2. Явления «превращения в меньшинство» и «расизации», затрагивающие различные социальные группы (различные «по природе»), в частности сообщества «иностранцев» и «низшие расы», женщин и «девиантов», представляет собой не просто построение сходных моделей поведения и дискурсов, приложимых к потенциально бесконечной серии объектов, независимых друг от друга, – но историческую систему исключений и дополняющего их господства, связанных между собой. Другими словами, имеет место не параллельное существование «этнического» и «сексуального расизма» (сексизма), но их совместное функционирование – и в частности расизм всегда предполагает сексизм. В этих условиях общая категория «расизма» не становится абстракцией, которая при уточнении и историческом приложении легко может потерять достигнутую универсальность, – но остается понятием более конкретным, учитывающим необходимое многообразие расизма, его глобализирующую функцию, его связь с совокупностью практик общественной нормализации и исключения, что можно показать на примере неорасизма, преимущественным «объектом» которого является не просто «араб» или «негр», но «араб (поскольку он) наркоман», «преступник», «насильник» и т.п., а также «насильники» и «преступники», поскольку они арабы и негры.
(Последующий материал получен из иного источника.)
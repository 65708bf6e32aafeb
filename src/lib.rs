//! # Consensus base calling over aligned-read pileups
//!
//! Turns the reads overlapping a reference region into one called symbol per
//! reference position: a base, an IUPAC ambiguity code, a gap, an insertion,
//! or `N`.
//!
//! ## Pipeline
//!
//! 1. **Region/config resolution**: [`region`] and [`config`] validate the
//!    requested interval and tunables before any read is touched.
//! 2. **Pileup**: [`genomics::PileupBuilder`] turns a coordinate-sorted read
//!    stream into one [`genomics::PileupColumn`] per position, gapless.
//! 3. **Calling**: [`caller`] filters by base quality, regulates depth and
//!    tallies bias-weighted evidence into a [`caller::CallDecision`].
//! 4. **Emission**: [`emit::ConsensusEmitter`] appends calls in ascending
//!    order and accumulates run statistics.
//!
//! Columns are independent, so [`framework::OrderedEvaluator`] may process
//! them on a worker pool; output order never depends on scheduling.
//!
//! ## Usage Example
//!
//! ```ignore
//! use basecaller::{CallerConfig, ConsensusEngine};
//! use basecaller::genomics::BamAlignmentSource;
//!
//! let config = CallerConfig::builder().min_depth(5).build()?;
//! let mut source = BamAlignmentSource::open("sample.bam")?;
//! let run = ConsensusEngine::new(config).run(&mut source)?;
//! println!("{} positions, {} no-calls", run.summary.positions, run.summary.no_calls);
//! ```

#![warn(missing_docs, missing_debug_implementations)]

pub mod caller; // Quality filter, depth regulator, weighted tally
pub mod config; // Caller tunables and config files
pub mod emit; // Ordered emission and output writers
pub mod framework; // Ordered (optionally parallel) column evaluation
pub mod genomics; // Reads, symbols, pileups, alignment sources
pub mod region; // Region strings and reference coordinates

pub use caller::{CallDecision, CallKind, ConsensusCall};
pub use config::{CallerConfig, CallerConfigBuilder, ConfigError, ExecutionOptions};
pub use emit::{ConsensusEmitter, ConsensusRun, RunStatus, RunSummary};
pub use framework::CancellationToken;
pub use region::{RegionError, RegionSpec, ResolvedRegion};

use std::sync::Arc;

use thiserror::Error;
use tracing::{debug, info, warn};

use caller::ColumnCaller;
use framework::{ColumnProcessor, OrderedEvaluator};
use genomics::{
    AlignmentSource, ColumnStatistics, PileupBuilder, PositionStatistics, SourceError,
    StatisticsSettings,
};

/// Errors surfaced by a consensus run.
#[derive(Debug, Error)]
pub enum ConsensusError {
    /// The configuration was rejected before any work started.
    #[error("invalid configuration: {0}")]
    InvalidConfiguration(#[from] ConfigError),

    /// The region could not be resolved; nothing was emitted.
    #[error("invalid region: {0}")]
    InvalidRegion(#[from] RegionError),

    /// The alignment source failed mid-run.
    ///
    /// `partial` holds every call emitted before the failure and is flagged
    /// [`RunStatus::Failed`].
    #[error("alignment stream failed: {source}")]
    Stream {
        /// Failure reported by the source.
        source: SourceError,
        /// Calls emitted before the failure.
        partial: Box<ConsensusRun>,
    },

    /// Position statistics could not be gathered.
    #[error("statistics collection failed: {0}")]
    Statistics(#[source] SourceError),

    /// The worker pool could not be started.
    #[error("worker pool error: {0}")]
    WorkerPool(String),
}

impl ConsensusError {
    /// Calls emitted before a stream failure, if this is one.
    pub fn partial_run(&self) -> Option<&ConsensusRun> {
        match self {
            Self::Stream { partial, .. } => Some(partial),
            _ => None,
        }
    }
}

/// Runs the consensus pipeline over an [`AlignmentSource`].
#[derive(Debug, Clone)]
pub struct ConsensusEngine {
    config: Arc<CallerConfig>,
    options: ExecutionOptions,
    cancel: CancellationToken,
}

impl ConsensusEngine {
    /// Serial engine using `config`.
    pub fn new(config: CallerConfig) -> Self {
        Self {
            config: Arc::new(config),
            options: ExecutionOptions::serial(),
            cancel: CancellationToken::new(),
        }
    }

    /// Validate `builder` and wrap the result in an engine.
    pub fn from_builder(builder: CallerConfigBuilder) -> Result<Self, ConsensusError> {
        Ok(Self::new(builder.build()?))
    }

    /// Use `options` for scheduling.
    pub fn with_execution(mut self, options: ExecutionOptions) -> Self {
        self.options = options;
        self
    }

    /// Token that stops a running (or future) [`ConsensusEngine::run`] at the
    /// next column boundary.
    pub fn cancellation_token(&self) -> CancellationToken {
        self.cancel.clone()
    }

    /// Call every position of the configured region, or of every reference
    /// when no region is set.
    ///
    /// Regions are resolved before any read is fetched, so region errors
    /// never come with partial output.
    pub fn run<S: AlignmentSource>(&self, source: &mut S) -> Result<ConsensusRun, ConsensusError> {
        let regions = region::resolve_regions(self.config.region(), &*source)?;
        let evaluator = self.evaluator()?;

        info!(
            regions = regions.len(),
            minbq = self.config.min_base_quality(),
            maxd = self.config.max_depth(),
            mind = self.config.min_depth(),
            minth = self.config.min_consensus_fraction(),
            biasth = self.config.bias_quality_threshold(),
            bias = self.config.bias_factor(),
            minmq = self.config.min_mapping_quality(),
            threads = self.options.threads,
            "starting consensus run"
        );

        let caller = ColumnCaller::new(Arc::clone(&self.config));
        let builder = PileupBuilder::new(self.config.min_mapping_quality());
        let mut emitter = ConsensusEmitter::new();

        for region in regions {
            debug!(region = %region, "calling region");
            emitter.begin_region(&region);

            let reads = match source.fetch(&region) {
                Ok(reads) => reads,
                Err(err) => return Err(stream_failure(emitter, err)),
            };
            let columns = builder.columns(reads, region.clone());

            match evaluator.evaluate(columns, &caller, |call| emitter.append(call)) {
                Ok(outcome) if outcome.cancelled => {
                    let last_position = emitter.last_position();
                    warn!(region = %region, ?last_position, "consensus run cancelled");
                    return Ok(emitter.finish(RunStatus::Cancelled { last_position }));
                }
                Ok(outcome) => debug!(region = %region, emitted = outcome.emitted, "region complete"),
                Err(err) => return Err(stream_failure(emitter, err)),
            }
        }

        let run = emitter.finish(RunStatus::Complete);
        info!(
            positions = run.summary.positions,
            ambiguous = run.summary.ambiguous,
            no_calls = run.summary.no_calls,
            mean_depth = run.summary.mean_depth,
            "consensus run complete"
        );
        Ok(run)
    }

    fn evaluator(&self) -> Result<OrderedEvaluator, ConsensusError> {
        OrderedEvaluator::new(self.options, self.cancel.clone())
            .map_err(|err| ConsensusError::WorkerPool(err.to_string()))
    }
}

fn stream_failure(emitter: ConsensusEmitter, source: SourceError) -> ConsensusError {
    let last_position = emitter.last_position();
    warn!(error = %source, ?last_position, "alignment source failed; output is partial");
    let partial = emitter.finish(RunStatus::Failed {
        last_position,
        reason: source.to_string(),
    });
    ConsensusError::Stream {
        source,
        partial: Box::new(partial),
    }
}

/// Per-position statistics for `region` (see [`genomics::column_statistics`]).
///
/// Columns are produced lazily, one per position, so a whole reference can be
/// reported without holding every column in memory.
pub fn position_statistics<'s, S: AlignmentSource>(
    source: &'s mut S,
    region: &RegionSpec,
    settings: StatisticsSettings,
) -> Result<impl Iterator<Item = Result<ColumnStatistics, ConsensusError>> + 's, ConsensusError> {
    let region = region.resolve(&*source)?;
    let processor = PositionStatistics::new(settings);
    let builder = PileupBuilder::new(settings.min_mapping_quality);

    debug!(region = %region, "gathering position statistics");
    let reads = source.fetch(&region).map_err(ConsensusError::Statistics)?;
    Ok(builder.columns(reads, region).map(move |column| {
        column
            .map(|column| processor.process(&column))
            .map_err(ConsensusError::Statistics)
    }))
}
3. Эта широкая структура расизма – гетерогенная и, тем не менее, прочная, прежде всего благодаря сетке фантазмов, а также благодаря дискурсам и поведению, – необходимо соотносится с национализмом и участвует в его создании, производя фиктивную этническую принадлежность, вокруг которой он и организуется.

4. Наконец, если необходимо, исследуя структурные условия современного расизма, как символические, так и институциональные, учитывать, что общества, в которых развивается расизм, являются «эгалитарными», то есть не признающими (официально) различия в статусе между индивидами, – то этот социологический тезис (поддерживаемый прежде всего Л. Дюмоном[40]) не может быть абстрагирован от самой национальной среды. Другими словами, не существует современного государства, являющегося «эгалитарным», но существует национальное (и националистическое) современное государство, «равенство» в котором внутренне и внешне ограничивает национальную общность и по сути заключается в действиях, которые напрямую на эту общность указывают (в частности, всеобщие выборы, политическое «гражданство»). Это прежде всего равенство с точки зрения нации.

Обсуждение этой спорной темы (как и других, сходных с ней, на которые мы можем сослаться[41]) продвинулось уже далеко: мы начали понимать, что связь национализма и расизма не есть ни вопрос искажения (так как не существует «чистой» сущности национализма), ни вопрос формального сходства, но вопрос исторических взаимосвязей. Мы должны понять это специфическое отличие расизма и то, насколько, артикулируя себя в отношении к национализму, он в своем отличии является необходимым для национализма. То есть, что то же самое, понять, что взаимосвязь национализма и расизма не может описываться в классических схемах причинности – как механистической (одно есть причина другого, «производящая» его по правилу соответствия следствия причине), так и спиритуалистической (одно «выражает» другое, придает ему смысл или показывает его скрытую сущность). Здесь требуется диалектика единства противоположностей.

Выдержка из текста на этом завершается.